In this paper, I have implemented ROLAP on manipulating the data stored in the relational database to give the appearance of traditional OLAP's slicing and dicing functionality, MOLAP on a Multidimensional array and CRS on a multidimensional cube to eliminate unnecessary elements. And finally, Compare these three methods of data cube computation according to their execution time. The next portion of this work is the background study discussion; part 3 explains the methodology and implementation phase; part 4 shows result analysis.
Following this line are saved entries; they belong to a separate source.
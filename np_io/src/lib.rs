pub mod api;
pub mod build;
pub mod cmdexec;
pub mod fetch;
pub mod install;
pub mod resolver;
pub mod runtime;
pub mod traits;
pub mod ui;

#[cfg(any(test, feature = "test-utils"))]
pub mod test_utils;

pub use api::PeclClient;
pub use build::{
    BuildEnvironment, BuildReport, BuildRequest, BuildStep, Builder, PackageXmlLoader,
};
pub use cmdexec::{
    CommandExecutor, CommandOutput, ExecOptions, FakeRunner, Invocation, Output, ProcessRunner,
    SystemRunner,
};
pub use fetch::ArchiveFetcher;
pub use install::{
    Downloaded, InstallOptions, Installed, Installer, PackageSpec, default_parallelism,
};
pub use resolver::VersionResolver;
pub use runtime::PhpRuntime;
pub use traits::{
    ArchiveStream, ManifestLoader, Prompt, ReleaseClient, RuntimeProbe, TransportError,
};
pub use ui::{InteractivePrompt, NonInteractivePrompt};
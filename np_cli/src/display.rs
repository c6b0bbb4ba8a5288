//! Console formatting helpers.

use std::fmt::Display;
use std::time::Duration;

use console::{StyledObject, style};

use np_core::Stability;
use np_io::PackageSpec;

/// Print a `==> message` step header.
pub fn step(message: impl Display) {
    println!("{} {}", style("==>").cyan().bold(), message);
}

/// Print an indented result line with a check mark.
pub fn done(message: impl Display) {
    println!("    {} {}", style("✓").green(), message);
}

pub fn stability_label(stability: Stability) -> StyledObject<&'static str> {
    let label = stability.as_str();
    match stability {
        Stability::Stable => style(label).green(),
        Stability::Beta | Stability::Alpha => style(label).yellow(),
        Stability::Devel | Stability::Snapshot | Stability::Unknown => style(label).red(),
    }
}

/// Comma separated package list as typed by the user.
pub fn format_specs(specs: &[PackageSpec]) -> String {
    specs
        .iter()
        .map(PackageSpec::to_string)
        .collect::<Vec<_>>()
        .join(", ")
}

pub fn format_elapsed(elapsed: Duration) -> String {
    let secs = elapsed.as_secs_f64();
    if secs < 60.0 {
        format!("{:.1}s", secs)
    } else {
        format!("{}m {:02}s", elapsed.as_secs() / 60, elapsed.as_secs() % 60)
    }
}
As described in [4], Cubes in a data warehouse stored in three different modes. Relational Online Analytical Processing mode or ROLAP is a relational storage model, while a Multidimensional Online Analytical processing mode is called MOLAP. There's another OLAP named Hybrid Online Analytical Processing mode or HOLAP, where dimensions stored in a combination of the two approaches. One advantage of ROLAP over the other styles of OLAP tools is that it is considered more scalable in handling massive amounts of data. It sits on top of relational databases, therefore, enabling it to leverage several functionalities that a relational database is capable of. Managing both numeric and textual data is another efficiency of it. Bassiouni M. A. [5] states that ROLAP applications display a slower performance as compared to another style of OLAP tools since, often, calculations performed inside the server. Another demerit of a ROLAP tool is that as it is dependent on the use of SQL for data manipulation, it may not be ideal for the performance of some calculations that are not easily translatable into an SQL query. However, ROLAP technology tends to have greater scalability than MOLAP technology. The DSS server of Micro strategy, for example, adopts the ROLAP approaches [6].
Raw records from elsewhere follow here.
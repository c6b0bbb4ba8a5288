//! notpecl - download, build and install PHP extensions from PECL.

use std::path::PathBuf;
use std::sync::Arc;

use clap::{Args, Parser, Subcommand};
use console::style;
use tracing::debug;
use tracing_subscriber::EnvFilter;

use np_core::Stability;
use np_io::api::DEFAULT_BASE_URL;
use np_io::{InstallOptions, Installer, PackageSpec, PeclClient, default_parallelism};

mod commands;
mod display;

#[derive(Parser)]
#[command(name = "notpecl")]
#[command(about = "Download, build and install PHP extensions from PECL")]
#[command(version)]
struct Cli {
    /// Log every step (overridden by RUST_LOG)
    #[arg(short, long, global = true)]
    verbose: bool,

    /// Base URL of the registry REST API
    #[arg(long, global = true, env = "NOTPECL_REGISTRY", default_value = DEFAULT_BASE_URL)]
    registry: String,

    /// Number of packages processed at once
    #[arg(long, global = true)]
    concurrency: Option<usize>,

    #[command(subcommand)]
    command: Commands,
}

#[derive(Args)]
struct FetchArgs {
    /// Lowest stability tier to consider (stable, beta, alpha, devel, snapshot)
    #[arg(long, default_value = "stable")]
    minimum_stability: Stability,

    /// Where release archives are unpacked
    #[arg(long, env = "NOTPECL_DOWNLOAD_DIR")]
    download_dir: Option<PathBuf>,
}

#[derive(Subcommand)]
enum Commands {
    /// Download and unpack extensions without building them
    Download {
        /// Extensions as name[:constraint], e.g. redis:^5.1
        #[arg(required = true)]
        packages: Vec<PackageSpec>,

        #[command(flatten)]
        fetch: FetchArgs,
    },

    /// Download, build and install extensions
    Install {
        /// Extensions as name[:constraint], e.g. redis:^5.1
        #[arg(required = true)]
        packages: Vec<PackageSpec>,

        #[command(flatten)]
        fetch: FetchArgs,

        /// Staging root for `make install` (INSTALL_ROOT)
        #[arg(long, env = "NOTPECL_INSTALL_DIR")]
        install_dir: Option<PathBuf>,

        /// Keep the unpacked sources and build tree
        #[arg(long)]
        no_cleanup: bool,

        /// Parallel make jobs per extension
        #[arg(short = 'j', long)]
        jobs: Option<usize>,

        /// Extra configure argument, e.g. --enable-redis-igbinary (repeatable)
        #[arg(long = "configure-arg", value_name = "ARG", allow_hyphen_values = true)]
        configure_args: Vec<String>,
    },

    /// Build and install an already unpacked extension
    Build {
        /// Source directory containing config.m4
        #[arg(default_value = ".")]
        source: PathBuf,

        /// Path to package.xml (default: the source directory, then its parent)
        #[arg(long)]
        xml: Option<PathBuf>,

        /// Staging root for `make install` (INSTALL_ROOT)
        #[arg(long, env = "NOTPECL_INSTALL_DIR")]
        install_dir: Option<PathBuf>,

        /// Run `make clean` after installing
        #[arg(long)]
        cleanup: bool,

        /// Parallel make jobs
        #[arg(short = 'j', long)]
        jobs: Option<usize>,

        /// Arguments passed to ./configure
        #[arg(last = true)]
        configure_args: Vec<String>,
    },

    /// Show a package description and its releases
    Info {
        /// Extension name
        package: String,
    },
}

#[tokio::main]
async fn main() {
    let cli = Cli::parse();
    init_tracing(cli.verbose);

    if let Err(e) = run(cli).await {
        eprintln!("{} {}", style("error:").red().bold(), e);
        std::process::exit(1);
    }
}

fn init_tracing(verbose: bool) {
    let level = if verbose { "debug" } else { "info" };
    let filter = EnvFilter::try_from_default_env().unwrap_or_else(|_| EnvFilter::new(level));

    tracing_subscriber::fmt()
        .with_env_filter(filter)
        .with_target(false)
        .with_writer(std::io::stderr)
        .try_init()
        .ok();
}

fn install_options(fetch: FetchArgs, concurrency: Option<usize>) -> InstallOptions {
    let download_dir = fetch
        .download_dir
        .unwrap_or_else(commands::default_download_dir);

    let mut options = InstallOptions::new(download_dir);
    options.minimum_stability = fetch.minimum_stability;
    if let Some(concurrency) = concurrency {
        options.concurrency = concurrency.max(1);
    }
    options
}

async fn run(cli: Cli) -> Result<(), np_core::Error> {
    let client = Arc::new(PeclClient::with_base_url(cli.registry));
    debug!(registry = client.base_url(), "using registry");

    match cli.command {
        Commands::Download { packages, fetch } => {
            let options = install_options(fetch, cli.concurrency);
            let installer = Installer::new(client, commands::builder());
            commands::download::run(&installer, &packages, &options).await
        }

        Commands::Install {
            packages,
            fetch,
            install_dir,
            no_cleanup,
            jobs,
            configure_args,
        } => {
            let mut options = install_options(fetch, cli.concurrency);
            options.install_dir = install_dir;
            options.cleanup = !no_cleanup;
            options.configure_args = configure_args;
            options.parallel = jobs.unwrap_or_else(default_parallelism).max(1);

            let installer = Installer::new(client, commands::builder());
            commands::install::run(&installer, &packages, &options).await
        }

        Commands::Build {
            source,
            xml,
            install_dir,
            cleanup,
            jobs,
            configure_args,
        } => {
            let request = commands::build::request(
                source,
                xml,
                install_dir,
                cleanup,
                jobs.unwrap_or_else(default_parallelism).max(1),
                configure_args,
            )?;
            commands::build::run(&commands::builder(), request).await
        }

        Commands::Info { package } => commands::info::run(client.as_ref(), &package).await,
    }
}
The implementation phase of ROLAP uses aggregate functions and GROUP BY operator to return a single value combined with the ROLL UP and get the total value which is similar to the CUBE operator. It is as akin to the following figure 2.1 [7]. MOLAP is the traditional mode of OLAP analysis that provides excellent query performance, and the cubes built for fast data retrieval. Since all calculations have been pre-built in data cube creation, the cube cannot be derived from a large volume of data, and it also requires excessive additional investment as cube technology is proprietary and the knowledge base may not exist in the organization as described in [8]. It supports the multidimensional views of data through array-based multidimensional storage engines. They map multidimensional views directly to the data cube array structures. The advantage of using a data cube is that it allows fast indexing to precomputed summarized data. Notice that with multidimensional data stores, the storage utilization may be low if the data set is sparse. In such cases, exploring sparse matrix compression techniques are a must. Many MOLAP servers adopt a two-level storage representation to handle dense and sparse data sets: dense sub-cubes are identified and stored as array structures, whereas sparse sub-cubes employ compression technology for efficient storage utilization [9]. Compressed Row Storage (CRS) widely used due to simplicity and purity, with a weak dependency between array elements in a sparse array. In the proposed method of the CRS scheme in [11], it uses one one-dimensional floating-point array VL and two one-dimensional integer arrays RO and CO to compress all the nonzero elements along the rows of the multidimensional sparse array The CRS compressing scheme for sparse multidimensional array [11] The Number of the nonzero elements of row 1 can be found by RO [2] -RO[1] = 3. The column indices of the nonzero array elements of row 1 stored in CO[RO [1]-1], CO[RO [1]], and CO[RO [1]+1] i.e. CO [2], CO [3], and CO [4], since there are 3 nonzero array elements exist in row 1. Finally, the values of the nonzero array elements of row 1 can be found in VL [2], VL [3], and VL [4].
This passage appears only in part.